Aim of the task. Your task is to quote the listing below exactly, beginning with its first line and ending on the line bearing "pub struct PosterSlot".

Dataset records.
*** Block opens ***

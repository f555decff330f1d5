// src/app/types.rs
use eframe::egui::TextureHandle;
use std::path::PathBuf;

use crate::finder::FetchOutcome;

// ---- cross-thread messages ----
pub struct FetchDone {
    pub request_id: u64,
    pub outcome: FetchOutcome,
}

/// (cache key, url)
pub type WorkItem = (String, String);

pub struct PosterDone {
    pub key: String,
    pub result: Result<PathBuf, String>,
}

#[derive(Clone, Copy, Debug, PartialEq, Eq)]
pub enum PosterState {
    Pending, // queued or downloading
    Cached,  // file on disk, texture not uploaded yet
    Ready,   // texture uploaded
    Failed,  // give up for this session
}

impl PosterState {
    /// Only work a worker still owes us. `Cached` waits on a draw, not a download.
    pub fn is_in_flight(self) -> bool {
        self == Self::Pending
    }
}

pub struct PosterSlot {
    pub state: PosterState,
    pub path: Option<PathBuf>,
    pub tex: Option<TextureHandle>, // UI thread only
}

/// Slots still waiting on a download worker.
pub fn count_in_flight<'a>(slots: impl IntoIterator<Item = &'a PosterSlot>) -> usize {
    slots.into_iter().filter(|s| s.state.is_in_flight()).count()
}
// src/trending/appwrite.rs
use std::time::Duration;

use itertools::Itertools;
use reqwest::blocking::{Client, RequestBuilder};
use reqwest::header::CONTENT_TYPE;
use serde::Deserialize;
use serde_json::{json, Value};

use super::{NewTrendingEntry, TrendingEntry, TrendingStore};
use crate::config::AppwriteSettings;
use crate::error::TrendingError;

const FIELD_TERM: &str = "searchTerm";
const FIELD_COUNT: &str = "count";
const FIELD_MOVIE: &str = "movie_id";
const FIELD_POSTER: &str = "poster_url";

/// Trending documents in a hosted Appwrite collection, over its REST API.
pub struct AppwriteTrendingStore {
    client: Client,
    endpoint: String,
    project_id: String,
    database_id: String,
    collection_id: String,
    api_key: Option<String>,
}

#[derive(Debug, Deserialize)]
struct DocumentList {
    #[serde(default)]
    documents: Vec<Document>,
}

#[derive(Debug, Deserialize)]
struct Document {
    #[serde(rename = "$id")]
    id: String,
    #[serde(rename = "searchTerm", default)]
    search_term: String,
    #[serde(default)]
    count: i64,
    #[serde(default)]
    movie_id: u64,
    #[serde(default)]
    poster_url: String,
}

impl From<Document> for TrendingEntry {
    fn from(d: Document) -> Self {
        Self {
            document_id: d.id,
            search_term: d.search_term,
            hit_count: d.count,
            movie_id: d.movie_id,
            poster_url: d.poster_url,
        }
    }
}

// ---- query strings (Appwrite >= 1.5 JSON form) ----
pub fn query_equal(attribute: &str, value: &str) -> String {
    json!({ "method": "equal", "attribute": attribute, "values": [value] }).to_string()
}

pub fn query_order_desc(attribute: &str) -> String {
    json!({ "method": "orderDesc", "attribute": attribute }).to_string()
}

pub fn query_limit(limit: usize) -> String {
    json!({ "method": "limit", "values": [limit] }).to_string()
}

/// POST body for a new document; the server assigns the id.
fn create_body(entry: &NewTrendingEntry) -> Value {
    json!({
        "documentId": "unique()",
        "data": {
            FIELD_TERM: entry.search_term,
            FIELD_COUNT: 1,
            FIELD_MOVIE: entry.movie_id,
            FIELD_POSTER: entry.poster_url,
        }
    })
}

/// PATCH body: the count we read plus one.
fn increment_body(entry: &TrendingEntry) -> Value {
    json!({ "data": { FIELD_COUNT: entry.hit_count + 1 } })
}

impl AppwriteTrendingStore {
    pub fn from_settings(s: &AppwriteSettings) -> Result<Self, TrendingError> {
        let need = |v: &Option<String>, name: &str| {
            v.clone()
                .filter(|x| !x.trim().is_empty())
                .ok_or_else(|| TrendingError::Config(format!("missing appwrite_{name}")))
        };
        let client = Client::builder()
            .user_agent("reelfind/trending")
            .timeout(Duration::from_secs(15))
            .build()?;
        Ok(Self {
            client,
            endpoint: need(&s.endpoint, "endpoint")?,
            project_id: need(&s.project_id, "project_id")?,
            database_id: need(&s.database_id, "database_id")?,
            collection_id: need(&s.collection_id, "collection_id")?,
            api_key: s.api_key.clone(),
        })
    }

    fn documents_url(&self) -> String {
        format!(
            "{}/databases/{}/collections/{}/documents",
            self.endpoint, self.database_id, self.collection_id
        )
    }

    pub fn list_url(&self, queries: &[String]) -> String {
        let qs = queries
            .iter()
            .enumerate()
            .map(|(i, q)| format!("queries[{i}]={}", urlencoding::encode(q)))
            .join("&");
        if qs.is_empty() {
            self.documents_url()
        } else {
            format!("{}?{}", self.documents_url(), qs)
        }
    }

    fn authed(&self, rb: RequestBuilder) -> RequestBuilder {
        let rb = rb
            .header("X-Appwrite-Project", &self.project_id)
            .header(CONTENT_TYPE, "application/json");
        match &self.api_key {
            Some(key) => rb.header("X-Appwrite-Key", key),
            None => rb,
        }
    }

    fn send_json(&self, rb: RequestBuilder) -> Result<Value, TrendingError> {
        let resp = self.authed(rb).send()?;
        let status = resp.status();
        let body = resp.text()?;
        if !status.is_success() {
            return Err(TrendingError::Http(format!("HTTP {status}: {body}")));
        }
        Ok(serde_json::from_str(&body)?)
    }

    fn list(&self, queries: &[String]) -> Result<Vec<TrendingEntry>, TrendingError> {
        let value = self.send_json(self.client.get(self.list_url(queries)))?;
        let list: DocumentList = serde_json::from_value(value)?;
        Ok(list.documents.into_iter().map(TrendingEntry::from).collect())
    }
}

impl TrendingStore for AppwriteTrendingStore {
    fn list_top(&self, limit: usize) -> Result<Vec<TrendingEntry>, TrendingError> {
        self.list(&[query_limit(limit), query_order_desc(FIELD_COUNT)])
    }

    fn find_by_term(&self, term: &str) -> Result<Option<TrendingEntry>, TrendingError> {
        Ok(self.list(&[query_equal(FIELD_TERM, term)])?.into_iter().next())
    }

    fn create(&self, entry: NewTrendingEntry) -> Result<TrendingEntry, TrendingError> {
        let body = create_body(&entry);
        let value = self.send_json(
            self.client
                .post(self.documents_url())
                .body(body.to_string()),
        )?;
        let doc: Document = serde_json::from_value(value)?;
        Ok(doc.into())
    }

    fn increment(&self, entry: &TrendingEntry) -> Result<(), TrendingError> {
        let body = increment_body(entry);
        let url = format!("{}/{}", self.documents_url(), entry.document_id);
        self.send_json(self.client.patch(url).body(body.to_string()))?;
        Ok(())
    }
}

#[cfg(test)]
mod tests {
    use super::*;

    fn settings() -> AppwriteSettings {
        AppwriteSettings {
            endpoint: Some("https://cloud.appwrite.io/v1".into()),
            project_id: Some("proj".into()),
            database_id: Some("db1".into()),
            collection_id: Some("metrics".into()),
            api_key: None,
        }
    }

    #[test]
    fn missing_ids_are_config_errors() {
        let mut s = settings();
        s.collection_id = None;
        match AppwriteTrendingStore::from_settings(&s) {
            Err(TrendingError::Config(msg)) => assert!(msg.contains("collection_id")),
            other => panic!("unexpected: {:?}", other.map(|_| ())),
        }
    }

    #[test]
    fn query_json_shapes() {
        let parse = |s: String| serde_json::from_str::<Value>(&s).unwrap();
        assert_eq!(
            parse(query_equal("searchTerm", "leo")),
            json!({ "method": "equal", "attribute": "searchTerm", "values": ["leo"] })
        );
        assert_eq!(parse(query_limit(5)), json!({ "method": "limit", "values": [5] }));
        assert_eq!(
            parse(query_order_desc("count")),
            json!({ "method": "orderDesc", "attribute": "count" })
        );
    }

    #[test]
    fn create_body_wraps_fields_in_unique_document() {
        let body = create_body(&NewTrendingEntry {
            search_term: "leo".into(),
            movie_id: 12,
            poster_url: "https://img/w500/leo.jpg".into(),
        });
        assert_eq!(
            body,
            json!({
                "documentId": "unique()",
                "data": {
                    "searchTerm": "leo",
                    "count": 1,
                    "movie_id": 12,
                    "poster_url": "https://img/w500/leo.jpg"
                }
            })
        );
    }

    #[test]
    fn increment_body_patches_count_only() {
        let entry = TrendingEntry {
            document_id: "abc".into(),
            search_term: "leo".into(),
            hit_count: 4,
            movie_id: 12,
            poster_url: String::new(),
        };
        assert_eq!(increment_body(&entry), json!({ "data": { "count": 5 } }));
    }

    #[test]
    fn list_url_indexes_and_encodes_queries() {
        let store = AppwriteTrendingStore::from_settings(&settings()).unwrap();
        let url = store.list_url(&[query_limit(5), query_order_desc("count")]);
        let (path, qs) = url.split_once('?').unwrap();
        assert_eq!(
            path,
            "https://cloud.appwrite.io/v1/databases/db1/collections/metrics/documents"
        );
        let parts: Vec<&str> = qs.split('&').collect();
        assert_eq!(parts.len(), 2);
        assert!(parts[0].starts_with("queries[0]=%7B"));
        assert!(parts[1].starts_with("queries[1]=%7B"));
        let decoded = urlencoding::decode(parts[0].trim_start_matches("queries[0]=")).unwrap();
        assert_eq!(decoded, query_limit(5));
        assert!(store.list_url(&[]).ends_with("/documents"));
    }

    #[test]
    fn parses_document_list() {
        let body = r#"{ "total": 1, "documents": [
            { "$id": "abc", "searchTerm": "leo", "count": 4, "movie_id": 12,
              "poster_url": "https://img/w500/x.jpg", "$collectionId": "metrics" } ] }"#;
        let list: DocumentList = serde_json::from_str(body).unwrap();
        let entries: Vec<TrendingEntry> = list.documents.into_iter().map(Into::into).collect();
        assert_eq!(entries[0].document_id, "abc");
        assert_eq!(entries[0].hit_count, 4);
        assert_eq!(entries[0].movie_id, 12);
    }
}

*** Block closes ***

Worked solution.
repository f555decff330f1d5
// src/app/types.rs
use eframe::egui::TextureHandle;
use std::path::PathBuf;

use crate::finder::FetchOutcome;

// ---- cross-thread messages ----
pub struct FetchDone {
    pub request_id: u64,
    pub outcome: FetchOutcome,
}

/// (cache key, url)
pub type WorkItem = (String, String);

pub struct PosterDone {
    pub key: String,
    pub result: Result<PathBuf, String>,
}

#[derive(Clone, Copy, Debug, PartialEq, Eq)]
pub enum PosterState {
    Pending, // queued or downloading
    Cached,  // file on disk, texture not uploaded yet
    Ready,   // texture uploaded
    Failed,  // give up for this session
}

impl PosterState {
    /// Only work a worker still owes us. `Cached` waits on a draw, not a download.
    pub fn is_in_flight(self) -> bool {
        self == Self::Pending
    }
}

pub struct PosterSlot {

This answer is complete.